I’m like… yeah… they are ads…
Admittedly back in the .com days there were some good ones.
I miss when ads were fun and you’d watch the superbowl to see the new California raisins animation and Michael Jackson video.
Smooth Criminal was amazing the first time it aired. Still great, but the long video blew us away.
Louder commercials than TV have long been illegal, but they don’t enforce it. I know someone however that used to call or email or whatever the station to complain when they did it and they would stop for at least a bit because of those laws that went mostly unenforced.
But the less cynical more hopeful generations before us had passed those common sense laws and enforced them at one point.
You can file complaints with the FCC, but the FCC doesn’t actively monitor it. The biggest problem is that no matter how the law is written, they will find ways to abuse it. The law actually requires that the average volume of the ad not be greater than the average volume of the show. And it even specifies that the average is a running average, not just the peak vs lowest. But then loud portions of the show pump that average up. Like let’s say that during the credits you play really loud music, or really loud bloopers, well that would bump average. And if the commercial had a really long quiet period, like a long section where someone whispers the side affects a medication, well that bumps your loudest allowable portions up. They can also wait for the quietest part of a show to make the difference more significant.
And there’s much more that they can do that makes it seem louder, like frequency boosting and audio compression that are all totally legal. So, they can actually bump the apparent “loudness” of a commercial quite a bit and still be legal.Yeah they had their chance. Audio streaming services have (mostly) managed to figure out licensing agreements so all music is on all platforms.
Video streaming services all created their own walled gardens with various levels of advertising. Paramount even offered an advertising free tier but would happily advertise their own shows before other shows (noticed specifically on Star Trek shows but I imagine other providers do it too).
In the end… Fuck them. I give up on trying to figure out streaming video with all its complications. Back to the seven seas to procure my own.
Excuse me, I am finally glad I’m in California for a reason besides the food
On one hand, this, on the other hand, y’all are trying to destroy the entire concept of property rights by putting government-snitch DRM in 3D printers. You’ve got some work to do to crawl out of that net negative.
Wow. Way to hunt down one of the few issues we’re dealing with.
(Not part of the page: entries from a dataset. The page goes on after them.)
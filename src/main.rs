use clap::Parser;
use housing_stats::cli::{self, Args};
use std::process;

fn main() {
    let args = Args::parse();

    if let Err(error) = cli::run(args) {
        // Error occurred - print to stderr and exit with error code
        eprintln!("Error: {:#}", error);
        process::exit(1);
    }
}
An issue other states are also dealing with.
It is shitty, but go to Idaho and tell us we’re not doing well (if you aren’t arrested for some crazy draconian law, of course).
Yeah, this unfortunately. The Californian government is nuts
You’re taking a lot for granted then. Seek out some broader perspective
Happy Cake Day!
I think if I experience this a number of times, I’ll stop watching that channel.
Imagine when your grandmother watches them, it is already turned up too loud.
This is me, but with my grandfather instead of grandma. He can barely hear anything, so he cranks his TV up too. I think it’s almost 60 now. up from like mid 30’s from 3 years ago.
And yeah, YouTube is a hostile offender of that. He watches everything on a Gemini device, because that device is the only way you can lock in your price for two years. Otherwise, they hold the right to jack you up to almost $50 more a month after 2 months of having service, so I can’t just throw an ad-blocker style thing on it because it’s directly controlled by DirecTV.
And you can always tell when it hits an ad break, because you can literally feel the ad vibrating the floor.
I feel bad for my gram because she doesn’t remember/know how to reduce the volume on her own, and every damn time I turn it down he turns it back up again the next time he enters the room.
Dude I got tinnitus. I watch louder than gran
Wowsers!
I feel MAD Magazine was already lampooning loud ads in the 1960s… plus ca change
Now do broadcast TV.
That was passed federally in 2010 under the CALM Act
Oh wow. In that case it is definitely not being followed on my local stations.
Focusing on the real problems of our time
Didn’t takeaway from anything else to do this. Grow up.
How many times do we have to get laws like this passed?
I swear I feel like all consumer protections have just been thrown out.